• _Work item_:
Say how many lines of the listing below include the string "DataPaths" and add nothing else.

▼

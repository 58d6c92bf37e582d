// Configuration loading and parsing (salaryflow.toml).

use serde::{Deserialize, Serialize};
use std::path::{Path, PathBuf};
use thiserror::Error;

/// File name of the single configuration file under `config/`.
pub const CONFIG_FILE: &str = "salaryflow.toml";

// ---------------------------------------------------------------------------
// Error types
// ---------------------------------------------------------------------------

#[derive(Debug, Error)]
pub enum ConfigError {
    #[error("config file not found: {path}")]
    FileNotFound { path: PathBuf },

    #[error("failed to parse config file {path}: {source}")]
    ParseError {
        path: PathBuf,
        source: toml::de::Error,
    },

    #[error("validation error for field `{field}`: {message}")]
    ValidationError { field: String, message: String },

    #[error("failed to initialize config from defaults: {message}")]
    DefaultsCopyError { message: String },
}

// ---------------------------------------------------------------------------
// Top-level assembled Config
// ---------------------------------------------------------------------------

#[derive(Debug, Clone, Default)]
pub struct Config {
    pub data_paths: DataPaths,
    pub schema: Schema,
    pub default_year: Option<i32>,
    pub salary_bands: SalaryBands,
    pub performance: PerformanceConfig,
    pub win_percentage: WinPercentageBands,
}

// ---------------------------------------------------------------------------
// salaryflow.toml structs
// ---------------------------------------------------------------------------

/// Raw deserialization target for the entire salaryflow.toml file.
#[derive(Debug, Clone, Deserialize)]
struct ConfigFile {
    data: DataPaths,
    #[serde(default)]
    pipeline: PipelineSection,
    #[serde(default)]
    salary_bands: SalaryBands,
    #[serde(default)]
    performance: PerformanceConfig,
    #[serde(default)]
    win_percentage: WinPercentageBands,
}

#[derive(Debug, Clone, Default, Deserialize)]
struct PipelineSection {
    #[serde(default)]
    schema: Schema,
    default_year: Option<i32>,
}

/// Which input schema drives the flow diagram.
#[derive(Debug, Clone, Copy, PartialEq, Eq, Default, Serialize, Deserialize)]
#[serde(rename_all = "snake_case")]
pub enum Schema {
    /// Team -> salary -> performance from player batting joined with salaries.
    #[default]
    PlayerBatting,
    /// Team -> salary -> win percentage from team season records.
    TeamRecord,
}

#[derive(Debug, Clone, PartialEq, Deserialize)]
pub struct DataPaths {
    pub batting: String,
    pub salary: String,
    /// The team file only supplies display names (and season records for the
    /// team-record schema), so it may be absent.
    #[serde(default)]
    pub team: Option<String>,
}

impl Default for DataPaths {
    fn default() -> Self {
        DataPaths {
            batting: "data/batting.csv".into(),
            salary: "data/salary.csv".into(),
            team: Some("data/team.csv".into()),
        }
    }
}

impl DataPaths {
    /// Anchor relative paths at `base_dir`. Absolute paths pass through.
    pub fn resolve(&self, base_dir: &Path) -> DataPaths {
        let anchor = |p: &str| -> String {
            let path = Path::new(p);
            if path.is_absolute() {
                p.to_string()
            } else {
                base_dir.join(path).display().to_string()
            }
        };
        DataPaths {
            batting: anchor(&self.batting),
            salary: anchor(&self.salary),
            team: self.team.as_deref().map(anchor),
        }
    }
}

/// Average-salary cut points, in dollars.
#[derive(Debug, Clone, Copy, PartialEq, Deserialize)]
pub struct SalaryBands {
    pub high: f64,
    pub medium: f64,
}

impl Default for SalaryBands {
    fn default() -> Self {
        SalaryBands {
            high: 6_000_000.0,
            medium: 2_500_000.0,
        }
    }
}

/// Performance score weights and the percentile cut points used to derive
/// per-year thresholds.
#[derive(Debug, Clone, Copy, PartialEq, Deserialize)]
#[serde(default)]
pub struct PerformanceConfig {
    pub hits_weight: f64,
    pub doubles_weight: f64,
    pub medium_percentile: f64,
    pub high_percentile: f64,
}

impl Default for PerformanceConfig {
    fn default() -> Self {
        PerformanceConfig {
            hits_weight: 0.5,
            doubles_weight: 1.0,
            medium_percentile: 0.33,
            high_percentile: 0.67,
        }
    }
}

/// Win-percentage cut points for the team-record schema.
#[derive(Debug, Clone, Copy, PartialEq, Deserialize)]
pub struct WinPercentageBands {
    pub high: f64,
    pub medium: f64,
}

impl Default for WinPercentageBands {
    fn default() -> Self {
        WinPercentageBands {
            high: 0.6,
            medium: 0.5,
        }
    }
}

// ---------------------------------------------------------------------------
// Loading logic
// ---------------------------------------------------------------------------

/// Load and validate configuration from `config/salaryflow.toml` relative to
/// the given `base_dir`. Relative data paths are anchored at `base_dir`.
///
/// This does not auto-copy defaults; prefer `load_config_in()`.
pub fn load_config_from(base_dir: &Path) -> Result<Config, ConfigError> {
    let path = base_dir.join("config").join(CONFIG_FILE);
    let text = read_file(&path)?;
    let file: ConfigFile = toml::from_str(&text).map_err(|e| ConfigError::ParseError {
        path: path.clone(),
        source: e,
    })?;

    let config = Config {
        data_paths: file.data.resolve(base_dir),
        schema: file.pipeline.schema,
        default_year: file.pipeline.default_year,
        salary_bands: file.salary_bands,
        performance: file.performance,
        win_percentage: file.win_percentage,
    };

    validate(&config)?;

    Ok(config)
}

/// Ensure all config files exist by copying missing ones from `defaults/`.
/// Returns the list of files that were copied. Skips `.example` files.
pub fn ensure_config_files(base_dir: &Path) -> Result<Vec<PathBuf>, ConfigError> {
    let defaults_dir = base_dir.join("defaults");
    let config_dir = base_dir.join("config");

    if !defaults_dir.exists() {
        if !config_dir.exists() {
            return Err(ConfigError::DefaultsCopyError {
                message: format!(
                    "neither defaults/ nor config/ directory found in {}; \
                     run from the project root or ensure defaults/ is present",
                    base_dir.display()
                ),
            });
        }
        return Ok(vec![]);
    }

    std::fs::create_dir_all(&config_dir).map_err(|e| ConfigError::DefaultsCopyError {
        message: format!("failed to create config directory: {e}"),
    })?;

    let entries = std::fs::read_dir(&defaults_dir).map_err(|e| ConfigError::DefaultsCopyError {
        message: format!("failed to read defaults directory: {e}"),
    })?;

    let mut copied = Vec::new();
    for entry in entries {
        let entry = entry.map_err(|e| ConfigError::DefaultsCopyError {
            message: format!("failed to read defaults entry: {e}"),
        })?;
        let path = entry.path();
        if !path.is_file() {
            continue;
        }
        let Some(file_name) = path.file_name() else {
            continue;
        };
        if file_name.to_str().is_some_and(|n| n.ends_with(".example")) {
            continue;
        }
        let target = config_dir.join(file_name);

        match std::fs::OpenOptions::new()
            .write(true)
            .create_new(true)
            .open(&target)
        {
            Ok(mut dest) => {
                let content = std::fs::read(&path).map_err(|e| ConfigError::DefaultsCopyError {
                    message: format!("failed to read {}: {e}", path.display()),
                })?;
                std::io::Write::write_all(&mut dest, &content).map_err(|e| {
                    ConfigError::DefaultsCopyError {
                        message: format!("failed to write {}: {e}", target.display()),
                    }
                })?;
                copied.push(target);
            }
            Err(e) if e.kind() == std::io::ErrorKind::AlreadyExists => {}
            Err(e) => {
                return Err(ConfigError::DefaultsCopyError {
                    message: format!("failed to create {}: {e}", target.display()),
                });
            }
        }
    }

    Ok(copied)
}

/// Copy missing defaults into `base_dir/config/`, then load from there.
pub fn load_config_in(base_dir: &Path) -> Result<Config, ConfigError> {
    ensure_config_files(base_dir)?;
    load_config_from(base_dir)
}

/// Convenience wrapper: loads config from the resolved base directory.
pub fn load_config() -> Result<Config, ConfigError> {
    load_config_in(&resolve_base_dir()?)
}

/// The working directory when it carries `config/` or `defaults/`, otherwise
/// the platform configuration directory for salaryflow.
pub fn resolve_base_dir() -> Result<PathBuf, ConfigError> {
    let cwd = std::env::current_dir().map_err(|_| ConfigError::FileNotFound {
        path: PathBuf::from("."),
    })?;
    if cwd.join("config").exists() || cwd.join("defaults").exists() {
        return Ok(cwd);
    }
    match directories::ProjectDirs::from("", "", "salaryflow") {
        Some(dirs) => Ok(dirs.config_dir().to_path_buf()),
        None => Ok(cwd),
    }
}

// ---------------------------------------------------------------------------
// Helpers
// ---------------------------------------------------------------------------

fn read_file(path: &Path) -> Result<String, ConfigError> {
    std::fs::read_to_string(path).map_err(|_| ConfigError::FileNotFound {
        path: path.to_path_buf(),
    })
}

fn invalid(field: &str, message: impl Into<String>) -> ConfigError {
    ConfigError::ValidationError {
        field: field.into(),
        message: message.into(),
    }
}

// ---------------------------------------------------------------------------
// Validation
// ---------------------------------------------------------------------------

fn validate(config: &Config) -> Result<(), ConfigError> {
    let bands = &config.salary_bands;
    for (name, val) in [("salary_bands.high", bands.high), ("salary_bands.medium", bands.medium)] {
        if !val.is_finite() || val <= 0.0 {
            return Err(invalid(name, format!("must be > 0, got {val}")));
        }
    }
    if bands.medium > bands.high {
        return Err(invalid(
            "salary_bands.medium",
            format!("must not exceed salary_bands.high ({}), got {}", bands.high, bands.medium),
        ));
    }

    let perf = &config.performance;
    for (name, val) in [
        ("performance.hits_weight", perf.hits_weight),
        ("performance.doubles_weight", perf.doubles_weight),
    ] {
        if !val.is_finite() || val < 0.0 {
            return Err(invalid(name, format!("must be >= 0, got {val}")));
        }
    }
    for (name, val) in [
        ("performance.medium_percentile", perf.medium_percentile),
        ("performance.high_percentile", perf.high_percentile),
    ] {
        if !(0.0..1.0).contains(&val) {
            return Err(invalid(name, format!("must be in [0.0, 1.0), got {val}")));
        }
    }
    if perf.medium_percentile > perf.high_percentile {
        return Err(invalid(
            "performance.medium_percentile",
            format!(
                "must not exceed performance.high_percentile ({}), got {}",
                perf.high_percentile, perf.medium_percentile
            ),
        ));
    }

    let win = &config.win_percentage;
    for (name, val) in [("win_percentage.high", win.high), ("win_percentage.medium", win.medium)] {
        if !(0.0..=1.0).contains(&val) {
            return Err(invalid(name, format!("must be between 0.0 and 1.0 inclusive, got {val}")));
        }
    }
    if win.medium > win.high {
        return Err(invalid(
            "win_percentage.medium",
            format!("must not exceed win_percentage.high ({}), got {}", win.high, win.medium),
        ));
    }

    if config.data_paths.batting.trim().is_empty() {
        return Err(invalid("data.batting", "must not be empty"));
    }
    if config.data_paths.salary.trim().is_empty() {
        return Err(invalid("data.salary", "must not be empty"));
    }

    Ok(())
}

// ---------------------------------------------------------------------------
// Unit tests
// ---------------------------------------------------------------------------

▲

• _Output_:
8